When Congress announced it would be postponing the vote on the bills indefinitely on Friday in response to the widespread online outrage, many saw it as a victory for the common Internet user.

Nevertheless, it’s doubtful that this will be more than a reprieve, a temporary cease-fire in a continuing battle. Like the concept that you can make money off your intellectual property, downloading appears to be a hard habit to break.
It’s a problem compounded by the fact that, in many cases, online piracy takes place in the same contexts as perfectly legal content consumption and the distinction is now being made all the murkier by businesses who are adapting to the new model.

If some music makers and companies provide free content, then it’s conceivable that an album might not be worth anything, intrinsically.

Significant portions of the content available online are infringing on copyright as well (just take a tour of YouTube), but their continued presence makes them seem less illegal, while some videos and songs are taken down vigilantly.
As downloading becomes more prevalent, simple, and accepted—the industries realized suing everyday people for exorbitant amounts didn’t make for good optics—and with the growing shift towards free content, a certain entrenching has occurred in the pro- and anti-piracy camps.

That fact became clear when Anonymous, the nebulous Guy Fawkes mask-wearing hacker collective, took credit for a series of distributed denial-of-service attacks that crashed the websites for the U.S. Department of Justice, Universal Music, the Recording Industry of America Association and the Motion Picture Association of America.

As the news broke on Twitter, it was hard not to feel a certain surge of pride. It was a classic David-and-Goliath story, re-writ digital for the 21st century. But in the days that followed, the facts that came out complicated that narrative.

Kingpin Dotcom

With his lavish, jet-setting lifestyle and the shotguns, expensive artworks and multiple luxury cars that were seized during the Jan. 20 raid on his New Zealand home that led to his arrest, it’s hard not to see Megaupload founder Kim Dotcom as Hollywood fodder—and who better to skewer the man than the people he was getting rich stealing from?

With $42 million dollars of profit in 2010 alone, Dotcom’s Megaupload became a gigantic, well-oiled machine for copyright infringement, a website that rose through the seemingly infinite ranks to become one of the web’s most-used tools.
While the site masqueraded as an online content locker that perhaps turned a blind eye to the digital piracy it was being used for, it’s clear in the U.S. government’s indictment that Megaupload’s entire business model revolved around illegal content.
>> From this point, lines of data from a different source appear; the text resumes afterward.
//! Queue submission and swapchain image ownership transfer

use ash::{vk, Device};

use super::sync::{Fence, Semaphore};
use crate::vulkan::initialization::{DeviceAccess, QueueHandle};
use crate::vulkan::resources::{CommandBuffer, CommandPool};
use crate::vulkan::state::swapchain::color_subresource_range;
use crate::vulkan::{VulkanError, VulkanResult};

/// Stage graphics work waits at for a swapchain image to become available
pub const GRAPHICS_WAIT_STAGE: vk::PipelineStageFlags = vk::PipelineStageFlags::COLOR_ATTACHMENT_OUTPUT;

/// Stage presentation-queue work waits at for rendering to finish
pub const PRESENTATION_WAIT_STAGE: vk::PipelineStageFlags = vk::PipelineStageFlags::ALL_COMMANDS;

/// One command buffer plus the semaphores it waits on and signals
#[derive(Debug, Clone, Default)]
pub struct SubmitBatch {
    command_buffers: Vec<vk::CommandBuffer>,
    wait_semaphores: Vec<vk::Semaphore>,
    wait_stages: Vec<vk::PipelineStageFlags>,
    signal_semaphores: Vec<vk::Semaphore>,
}

impl SubmitBatch {
    /// Batch submitting `command_buffer` with no semaphores
    pub fn new(command_buffer: vk::CommandBuffer) -> Self {
        Self {
            command_buffers: vec![command_buffer],
            ..Self::default()
        }
    }

    /// Wait on `semaphore` at `stage` before executing
    pub fn wait(mut self, semaphore: Option<&Semaphore>, stage: vk::PipelineStageFlags) -> Self {
        if let Some(semaphore) = semaphore {
            self.wait_semaphores.push(semaphore.handle());
            self.wait_stages.push(stage);
        }
        self
    }

    /// Signal `semaphore` once execution completes
    pub fn signal(mut self, semaphore: Option<&Semaphore>) -> Self {
        if let Some(semaphore) = semaphore {
            self.signal_semaphores.push(semaphore.handle());
        }
        self
    }

    /// Submit info pointing into this batch; valid while the batch is alive
    pub fn info(&self) -> vk::SubmitInfo {
        vk::SubmitInfo::builder()
            .command_buffers(&self.command_buffers)
            .wait_semaphores(&self.wait_semaphores)
            .wait_dst_stage_mask(&self.wait_stages)
            .signal_semaphores(&self.signal_semaphores)
            .build()
    }

    /// Submit to `queue`, signaling `fence` on completion
    pub fn submit(&self, device: &Device, queue: vk::Queue, fence: Option<&Fence>) -> VulkanResult<()> {
        let fence = fence.map_or_else(vk::Fence::null, Fence::handle);
        unsafe {
            device
                .queue_submit(queue, &[self.info()], fence)
                .map_err(|e| {
                    log::error!("Queue submission failed: {e:?}");
                    VulkanError::Submission(e)
                })
        }
    }
}

impl DeviceAccess {
    /// Submit to the graphics queue, waiting at COLOR_ATTACHMENT_OUTPUT
    pub fn submit_graphics(
        &self,
        command_buffer: vk::CommandBuffer,
        wait: Option<&Semaphore>,
        signal: Option<&Semaphore>,
        fence: Option<&Fence>,
    ) -> VulkanResult<()> {
        let queue = self.queues().graphics()?;
        SubmitBatch::new(command_buffer)
            .wait(wait, GRAPHICS_WAIT_STAGE)
            .signal(signal)
            .submit(self.device(), queue.queue, fence)
    }

    /// Submit to the compute queue
    pub fn submit_compute(
        &self,
        command_buffer: vk::CommandBuffer,
        wait: Option<&Semaphore>,
        signal: Option<&Semaphore>,
        fence: Option<&Fence>,
    ) -> VulkanResult<()> {
        let queue = self.queues().compute()?;
        SubmitBatch::new(command_buffer)
            .wait(wait, vk::PipelineStageFlags::COMPUTE_SHADER)
            .signal(signal)
            .submit(self.device(), queue.queue, fence)
    }

    /// Submit to the presentation queue, waiting at ALL_COMMANDS
    pub fn submit_presentation(
        &self,
        command_buffer: vk::CommandBuffer,
        wait: Option<&Semaphore>,
        signal: Option<&Semaphore>,
        fence: Option<&Fence>,
    ) -> VulkanResult<()> {
        let queue = self.queues().presentation()?;
        SubmitBatch::new(command_buffer)
            .wait(wait, PRESENTATION_WAIT_STAGE)
            .signal(signal)
            .submit(self.device(), queue.queue, fence)
    }
}

/// Barrier handing a presentable image from the graphics family to the present family
pub fn ownership_transfer_barrier(image: vk::Image, graphics_family: u32, present_family: u32) -> vk::ImageMemoryBarrier {
    vk::ImageMemoryBarrier::builder()
        .src_access_mask(vk::AccessFlags::COLOR_ATTACHMENT_WRITE)
        .dst_access_mask(vk::AccessFlags::empty())
        .old_layout(vk::ImageLayout::PRESENT_SRC_KHR)
        .new_layout(vk::ImageLayout::PRESENT_SRC_KHR)
        .src_queue_family_index(graphics_family)
        .dst_queue_family_index(present_family)
        .image(image)
        .subresource_range(color_subresource_range())
        .build()
}

/// Record the ownership transfer of `image` from graphics to presentation
///
/// Record it on both queues: once on graphics to release, once on
/// presentation to acquire.
pub fn cmd_transfer_image_ownership(
    device: &Device,
    command_buffer: vk::CommandBuffer,
    image: vk::Image,
    graphics_family: u32,
    present_family: u32,
) {
    let barrier = ownership_transfer_barrier(image, graphics_family, present_family);
    unsafe {
        device.cmd_pipeline_barrier(
            command_buffer,
            vk::PipelineStageFlags::COLOR_ATTACHMENT_OUTPUT,
            vk::PipelineStageFlags::BOTTOM_OF_PIPE,
            vk::DependencyFlags::empty(),
            &[],
            &[],
            &[barrier],
        );
    }
}

/// Presentation-queue command buffer that acquires swapchain images
///
/// Only exists when presentation runs on its own queue family; with a
/// shared family no ownership transfer is needed.
pub struct PresentationOwnership {
    access: DeviceAccess,
    command_buffer: CommandBuffer,
    graphics: QueueHandle,
    // Destroyed after the command buffer it allocated
    _pool: CommandPool,
}

impl PresentationOwnership {
    /// Create the pool and command buffer, or `None` when families are shared
    pub fn new(access: &DeviceAccess) -> VulkanResult<Option<Self>> {
        if !access.queues().presentation_is_separate() {
            return Ok(None);
        }
        let graphics = access.queues().graphics()?;
        let presentation = access.queues().presentation()?;

        let pool = CommandPool::new(access.device(), presentation.family)?;
        let command_buffer = pool.allocate()?;
        log::debug!(
            "Presentation ownership transfer enabled: family {} -> {}",
            graphics.family,
            presentation.family
        );

        Ok(Some(Self {
            access: access.clone(),
            command_buffer,
            graphics,
            _pool: pool,
        }))
    }

    /// Acquire `image` on the presentation queue after rendering finished
    pub fn acquire_image_ownership(
        &mut self,
        image: vk::Image,
        rendering_done: Option<&Semaphore>,
        ownership_done: Option<&Semaphore>,
        fence: Option<&Fence>,
    ) -> VulkanResult<()> {
        let presentation = self.access.queues().presentation()?;
        let command_buffer = self.command_buffer.begin_one_time()?;
        cmd_transfer_image_ownership(
            self.access.device(),
            command_buffer,
            image,
            self.graphics.family,
            presentation.family,
        );
        self.command_buffer.end()?;

        self.access
            .submit_presentation(command_buffer, rendering_done, ownership_done, fence)
    }
}

#[cfg(test)]
mod tests {
    use super::*;
    use ash::vk::Handle;

    #[test]
    fn test_empty_batch_has_no_semaphores() {
        let batch = SubmitBatch::new(vk::CommandBuffer::from_raw(1))
            .wait(None, GRAPHICS_WAIT_STAGE)
            .signal(None);
        let info = batch.info();
        assert_eq!(info.command_buffer_count, 1);
        assert_eq!(info.wait_semaphore_count, 0);
        assert_eq!(info.signal_semaphore_count, 0);
    }

    #[test]
    fn test_stage_constants() {
        assert_eq!(PRESENTATION_WAIT_STAGE, vk::PipelineStageFlags::ALL_COMMANDS);
        assert_eq!(GRAPHICS_WAIT_STAGE, vk::PipelineStageFlags::COLOR_ATTACHMENT_OUTPUT);
    }

    #[test]
    fn test_ownership_barrier() {
        let image = vk::Image::from_raw(7);
        let barrier = ownership_transfer_barrier(image, 0, 2);
        assert_eq!(barrier.src_queue_family_index, 0);
        assert_eq!(barrier.dst_queue_family_index, 2);
        assert_eq!(barrier.src_access_mask, vk::AccessFlags::COLOR_ATTACHMENT_WRITE);
        assert_eq!(barrier.dst_access_mask, vk::AccessFlags::empty());
        assert_eq!(barrier.old_layout, vk::ImageLayout::PRESENT_SRC_KHR);
        assert_eq!(barrier.new_layout, vk::ImageLayout::PRESENT_SRC_KHR);
        assert_eq!(barrier.image, image);
        assert_eq!(barrier.subresource_range.aspect_mask, vk::ImageAspectFlags::COLOR);
        assert_eq!(barrier.subresource_range.level_count, 1);
    }
}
For one, they paid premium users in return for downloading popular material and secondly, while they deleted child pornography and pro-terrorism propaganda, they danced around the issue when it came to simple copyright infringement, deleting URLs to pirated material—but not the copies on their servers, allowing other URLs linking to the same content to remain active.

With the dust beginning to settle, it became clear what Megaupload really is: a sophisticated crime ring that actively sought to encourage piracy in order to enrich its founders.
In that light, the DDoS attacks by Anonymous—which used unsuspecting third-party computers to help crash the sites that had drawn their ire—seem more like misguided, knee-jerk, vigilante justice on the part of a nebulous cyber-gang than anything.

The illegal download business model of people like Kim Dotcom and the hacktivism of the Anonymous collective, however thrilling they might seem in the short term, only serve to undermine whatever arguments there are for keeping the Internet free and unregulated in the minds of the world’s media corporations and policymakers.

If we are to have an open worldwide web, it looks like we’ll have to fight for it. But that’s a fight we’ll have to win in public relations terms if we have a hope of battling legislation that attempts to throw the Internet baby out with the digital piracy bathwater.

However clever and technologically deft Anonymous and its ilk are, the strongest argument for an open Internet isn’t a DDoS attack—it’s a bustling web, alive with downloads both paid-for and free, where, whatever money is made, and however it’s made, the old adage rings true—content is king.